This histogram shows the distribution of kills counts per position for winning vs losing players. ...

In [13]:
fig = (px.histogram(lol_data,
                    x="kills",
                    facet_col= "position",
                    facet_row = "result",
                    title="Kills Distribution Per Position",
                    histnorm="probability density")
      )
fig.show()

### Bivariate Chart

In [14]:
prop_per_position_more = (col_added
                     .query("has_more_kills == True and result == 1")
                     .groupby("position")
                     .size() / 
                     col_added
                     .groupby('position')
                     .size()
                    )
prop_per_position_more.name = "Proportions"
fig2 = px.bar(prop_per_position_more, title="Win Rate of Position with more Kills")
fig2.update_layout(
    legend=dict(title='Variable'),  # Add legend title
    yaxis_title='Win Rate', # Add y-axis label
)
fig2.show()

In [15]:
prop_per_position_less = (col_added
                          .query("has_more_kills == False and result == 1")
                          .groupby("position")
                          .size() / 
                          col_added
                          .groupby('position')
                          .size()
                         )
observed_stat = (prop_per_position_more - prop_per_position_less)
observed_stat.name = "Proportions"
fig2 = px.bar(observed_stat, title="Increase in Win Rate of Position With More Kills vs Less Kills")
fig2.update_layout(
    legend=dict(title='Variable'),  # Add legend title
    yaxis_title='Win Rate', # Add y-axis label
)
fig2.show()

### Assessment of Missingness

Data used to answer the question was complete.
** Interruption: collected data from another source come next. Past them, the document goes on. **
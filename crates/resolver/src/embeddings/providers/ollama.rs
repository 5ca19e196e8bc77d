//! Ollama embedding provider.
//!
//! Sends a whole batch of questions to `POST /api/embed` in one request and
//! expects one vector per question back, in order. No retries: a failed
//! call surfaces to the engine, which reports the query as unembeddable or
//! keeps the previous index.

use crate::embeddings::{EmbeddingConfig, EmbeddingProvider};
use faqgate_core::{AppError, AppResult};
use serde::{Deserialize, Serialize};
use std::time::Duration;
use tracing::{debug, instrument};

const DEFAULT_OLLAMA_URL: &str = "http://localhost:11434";

/// Transport timeout when the provider config does not set one.
pub const DEFAULT_EMBED_TIMEOUT_SECS: u64 = 30;

#[derive(Debug)]
pub struct OllamaProvider {
    client: reqwest::Client,
    url: String,
    model: String,
    dimensions: usize,
}

#[derive(Serialize)]
struct EmbedRequest<'a> {
    model: &'a str,
    input: &'a [String],
}

#[derive(Deserialize)]
struct EmbedResponse {
    #[serde(default)]
    embeddings: Vec<Vec<f32>>,
}

impl OllamaProvider {
    /// Build a provider; no request is made until the first embedding.
    ///
    /// The endpoint comes from the config, then `OLLAMA_URL`, then the
    /// local default.
    pub fn new(config: EmbeddingConfig) -> AppResult<Self> {
        let timeout = Duration::from_secs(config.timeout_secs.unwrap_or(DEFAULT_EMBED_TIMEOUT_SECS));
        let client = reqwest::Client::builder()
            .timeout(timeout)
            .build()
            .map_err(|e| AppError::Embedding(format!("Failed to build Ollama HTTP client: {}", e)))?;

        let base_url = config
            .endpoint
            .or_else(|| std::env::var("OLLAMA_URL").ok())
            .unwrap_or_else(|| DEFAULT_OLLAMA_URL.to_string());

        Ok(Self {
            client,
            url: format!("{}/api/embed", base_url.trim_end_matches('/')),
            model: config.model,
            dimensions: config.dimensions,
        })
    }

    /// Check a response body against the batch that produced it.
    fn vectors_from(&self, body: EmbedResponse, expected: usize) -> AppResult<Vec<Vec<f32>>> {
        if body.embeddings.len() != expected {
            return Err(AppError::Embedding(format!(
                "Ollama returned {} embeddings for {} inputs",
                body.embeddings.len(),
                expected
            )));
        }

        if let Some(bad) = body.embeddings.iter().find(|v| v.len() != self.dimensions) {
            return Err(AppError::Embedding(format!(
                "Model '{}' produced {} dimensions, configured for {}",
                self.model,
                bad.len(),
                self.dimensions
            )));
        }

        Ok(body.embeddings)
    }
}

#[async_trait::async_trait]
impl EmbeddingProvider for OllamaProvider {
    fn provider_name(&self) -> &str {
        "ollama"
    }

    fn model_name(&self) -> &str {
        &self.model
    }

    fn dimensions(&self) -> usize {
        self.dimensions
    }

    #[instrument(skip(self, texts), fields(batch = texts.len(), model = %self.model))]
    async fn embed_batch(&self, texts: &[String]) -> AppResult<Vec<Vec<f32>>> {
        if texts.is_empty() {
            return Ok(Vec::new());
        }

        let response = self
            .client
            .post(&self.url)
            .json(&EmbedRequest {
                model: &self.model,
                input: texts,
            })
            .send()
            .await
            .map_err(|e| AppError::Embedding(format!("Ollama unreachable at {}: {}", self.url, e)))?;

        let status = response.status();
        if !status.is_success() {
            let detail = response.text().await.unwrap_or_default();
            return Err(AppError::Embedding(format!(
                "Ollama embed failed ({}): {}",
                status, detail
            )));
        }

        let body: EmbedResponse = response
            .json()
            .await
            .map_err(|e| AppError::Embedding(format!("Unreadable Ollama embed response: {}", e)))?;

        debug!("Embedded {} texts", texts.len());
        self.vectors_from(body, texts.len())
    }
}
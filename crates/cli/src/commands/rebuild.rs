//! Rebuild command handler.
//!
//! Re-embeds the whole corpus, for instance after editing the base set or
//! switching embedding providers.

use super::print_json;
use clap::Args;
use faqgate_core::{config::AppConfig, AppResult};
use std::time::Instant;

/// Rebuild the similarity index from stored entries
#[derive(Args, Debug)]
pub struct RebuildCommand {
    /// Output as JSON
    #[arg(long)]
    pub json: bool,
}

impl RebuildCommand {
    pub async fn execute(&self, config: &AppConfig) -> AppResult<()> {
        tracing::info!("Executing rebuild command");
        let start = Instant::now();

        // Opening the engine embeds the stored corpus
        let engine = faqgate_resolver::open_engine(config).await?;
        let snapshot = engine.snapshot();
        let duration_secs = start.elapsed().as_secs_f64();

        if self.json {
            print_json(&serde_json::json!({
                "entries": snapshot.len(),
                "vectors": snapshot.store().len(),
                "durationSecs": duration_secs,
            }))?;
        } else {
            println!(
                "Indexed {} entries in {:.2}s",
                snapshot.len(),
                duration_secs
            );
        }

        Ok(())
    }
}
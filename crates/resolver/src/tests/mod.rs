//! Cross-module tests for the resolution flow.

mod default_stack;
pub(crate) mod support;
//! Ollama completions via `POST /api/generate` with streaming off.

use crate::client::{LlmClient, LlmRequest, LlmResponse, LlmUsage};
use faqgate_core::{AppError, AppResult};
use serde::{Deserialize, Serialize};
use std::time::Duration;

/// Default local Ollama endpoint.
pub const DEFAULT_OLLAMA_URL: &str = "http://localhost:11434";

#[derive(Serialize)]
struct GenerateRequest<'a> {
    model: &'a str,
    prompt: &'a str,
    stream: bool,
}

#[derive(Deserialize)]
struct GenerateResponse {
    #[serde(default)]
    model: Option<String>,
    #[serde(default)]
    response: String,
    #[serde(default)]
    prompt_eval_count: u32,
    #[serde(default)]
    eval_count: u32,
}

impl GenerateResponse {
    fn into_llm_response(self, requested_model: &str) -> LlmResponse {
        LlmResponse {
            content: self.response,
            model: self.model.unwrap_or_else(|| requested_model.to_string()),
            usage: LlmUsage::new(self.prompt_eval_count, self.eval_count),
        }
    }
}

pub struct OllamaClient {
    url: String,
    client: reqwest::Client,
}

impl OllamaClient {
    pub fn with_base_url(base_url: &str, timeout: Duration) -> Self {
        let client = reqwest::Client::builder()
            .timeout(timeout)
            .build()
            .unwrap_or_else(|e| {
                tracing::warn!("Falling back to default HTTP client for Ollama: {}", e);
                reqwest::Client::new()
            });

        Self {
            url: format!("{}/api/generate", base_url.trim_end_matches('/')),
            client,
        }
    }
}

#[async_trait::async_trait]
impl LlmClient for OllamaClient {
    fn provider_name(&self) -> &str {
        "ollama"
    }

    #[tracing::instrument(skip(self, request), fields(model = %request.model))]
    async fn complete(&self, request: &LlmRequest) -> AppResult<LlmResponse> {
        let body = GenerateRequest {
            model: &request.model,
            prompt: &request.prompt,
            stream: false,
        };

        let response = self
            .client
            .post(&self.url)
            .json(&body)
            .send()
            .await
            .map_err(|e| AppError::Llm(format!("Ollama unreachable at {}: {}", self.url, e)))?;

        let status = response.status();
        if !status.is_success() {
            let detail = response.text().await.unwrap_or_default();
            return Err(AppError::Llm(format!("Ollama generate failed ({}): {}", status, detail)));
        }

        let parsed: GenerateResponse = response
            .json()
            .await
            .map_err(|e| AppError::Llm(format!("Unreadable Ollama generate response: {}", e)))?;

        tracing::debug!("Ollama answered with {} chars", parsed.response.len());
        Ok(parsed.into_llm_response(&request.model))
    }
}

#[cfg(test)]
mod tests {
    use super::*;

    #[test]
    fn test_generate_url_from_base() {
        let client = OllamaClient::with_base_url("http://gpu-box:11434/", Duration::from_secs(1));
        assert_eq!(client.url, "http://gpu-box:11434/api/generate");
        assert_eq!(client.provider_name(), "ollama");
    }

    #[test]
    fn test_request_disables_streaming() {
        let json = serde_json::to_value(GenerateRequest {
            model: "llama3.2",
            prompt: "How do I export data?",
            stream: false,
        })
        .unwrap();

        assert_eq!(json["stream"], false);
        assert_eq!(json["prompt"], "How do I export data?");
    }

    #[test]
    fn test_response_conversion() {
        let raw = r#"{"model":"llama3.2","response":"Use the Export menu.","done":true,"prompt_eval_count":10,"eval_count":5}"#;
        let parsed: GenerateResponse = serde_json::from_str(raw).unwrap();

        let response = parsed.into_llm_response("ignored");
        assert_eq!(response.content, "Use the Export menu.");
        assert_eq!(response.model, "llama3.2");
        assert_eq!(response.usage.total_tokens, 15);
    }

    #[test]
    fn test_response_without_model_uses_requested() {
        let parsed: GenerateResponse = serde_json::from_str(r#"{"response":""}"#).unwrap();
        let response = parsed.into_llm_response("llama3.2");
        assert_eq!(response.model, "llama3.2");
        assert!(response.content.is_empty());
    }

    #[tokio::test]
    async fn test_unreachable_server_is_llm_error() {
        let client = OllamaClient::with_base_url("http://127.0.0.1:9", Duration::from_secs(1));
        let result = client.complete(&LlmRequest::new("hi", "llama3.2")).await;
        assert!(matches!(result, Err(AppError::Llm(_))));
    }
}
//! Linear-scan cosine similarity matching.

use crate::index::VectorStore;

/// Best candidate found for a query.
#[derive(Debug, Clone, Copy, PartialEq)]
pub struct Match {
    /// Position in the corpus
    pub index: usize,
    /// Cosine similarity, in [-1, 1]
    pub score: f32,
}

/// Cosine similarity between two vectors.
///
/// Mismatched lengths, empty vectors and zero vectors score 0.0.
pub fn cosine_similarity(a: &[f32], b: &[f32]) -> f32 {
    if a.len() != b.len() || a.is_empty() {
        return 0.0;
    }

    let dot_product: f32 = a.iter().zip(b.iter()).map(|(x, y)| x * y).sum();
    let norm_a: f32 = a.iter().map(|x| x * x).sum::<f32>().sqrt();
    let norm_b: f32 = b.iter().map(|x| x * x).sum::<f32>().sqrt();

    if norm_a == 0.0 || norm_b == 0.0 {
        return 0.0;
    }

    dot_product / (norm_a * norm_b)
}

/// Score `query` against every stored vector and return the maximum.
///
/// Ties keep the lowest index. An empty store returns `None` without
/// touching the query.
pub fn best_match(query: &[f32], store: &VectorStore) -> Option<Match> {
    if store.is_empty() {
        return None;
    }

    let mut best: Option<Match> = None;
    for (index, vector) in store.vectors().iter().enumerate() {
        let score = cosine_similarity(query, vector);
        match best {
            Some(current) if score <= current.score => {}
            _ => best = Some(Match { index, score }),
        }
    }

    best
}
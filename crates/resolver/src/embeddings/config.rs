//! Embedding configuration.

use faqgate_core::config::{AppConfig, ProviderConfig};
use serde::{Deserialize, Serialize};

/// Dimensions of the offline trigram embedder unless configured otherwise.
pub const DEFAULT_TRIGRAM_DIMENSIONS: usize = 384;

/// Dimensions produced by `nomic-embed-text`.
pub const DEFAULT_OLLAMA_DIMENSIONS: usize = 768;

/// Embedding configuration resolved from the application config.
#[derive(Debug, Clone, Serialize, Deserialize, PartialEq)]
pub struct EmbeddingConfig {
    /// Provider name: "trigram", "ollama"
    pub provider: String,

    /// Model identifier (provider-specific)
    pub model: String,

    /// Embedding vector dimensions
    pub dimensions: usize,

    /// Provider endpoint, for providers that call out
    #[serde(default)]
    pub endpoint: Option<String>,

    /// Per-request transport timeout, for providers that call out
    #[serde(default)]
    pub timeout_secs: Option<u64>,
}

impl Default for EmbeddingConfig {
    fn default() -> Self {
        Self {
            provider: "trigram".to_string(),
            model: "trigram-v1".to_string(),
            dimensions: DEFAULT_TRIGRAM_DIMENSIONS,
            endpoint: None,
            timeout_secs: None,
        }
    }
}

impl EmbeddingConfig {
    /// Build the embedding config for the active embedding provider.
    pub fn from_app_config(config: &AppConfig) -> Self {
        let provider = config.embedding_provider.as_str();

        match (provider, config.get_provider_config(provider)) {
            ("trigram", Some(ProviderConfig::Trigram { dimensions })) => Self {
                dimensions,
                ..Self::default()
            },
            ("ollama", Some(ProviderConfig::Ollama {
                endpoint,
                embedding_model,
                embedding_dimensions,
                timeout,
                ..
            })) => Self {
                provider: "ollama".to_string(),
                model: embedding_model.unwrap_or_else(|| "nomic-embed-text".to_string()),
                dimensions: embedding_dimensions.unwrap_or(DEFAULT_OLLAMA_DIMENSIONS),
                endpoint: Some(endpoint),
                timeout_secs: timeout,
            },
            ("ollama", _) => Self {
                provider: "ollama".to_string(),
                model: "nomic-embed-text".to_string(),
                dimensions: DEFAULT_OLLAMA_DIMENSIONS,
                endpoint: None,
                timeout_secs: None,
            },
            (other, _) => Self {
                provider: other.to_string(),
                ..Self::default()
            },
        }
    }
}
All columns had observations with no missing values.


### Hypothesis Testing

- **Null Hypothesis**: The proportion of **support** position winning and having higher kills is equal to the proportion of support position winning and having less kills.
- **Alternative Hypothesis**: The proportion of support position winning and having higher kills is less than the proportion of support position winning and having less kills.

In [16]:
samples = (np.random.multinomial(len(lol_data['gameid'].unique()),
                                pvals=[0.5,0.5],
                                size = 100000)
           /10772 # Converts the sampples to proportions
           /2 # divides in half since the overall population (winning support) is 0.5, 
              #so proportions should sum up to 0.5
          )
pval = sum((samples[:, 0] - samples[:, 1]) <= observed_stat["sup"])

In [17]:
difference_in_proportions = pd.Series(samples[:, 0] - samples[:, 1])
difference_in_proportions.name = "Difference in Proportions"

In [18]:
fig = px.histogram(
    difference_in_proportions,
    histnorm='probability', 
    title='Empirical Distribution of the Differences in Proportions Between \
Winning Support with Higher Kills vs with Lower Kills')
fig.add_vline(x = observed_stat["sup"], line_color='red')
print("P-value: " + str(pval))
fig.show()

P-value: 0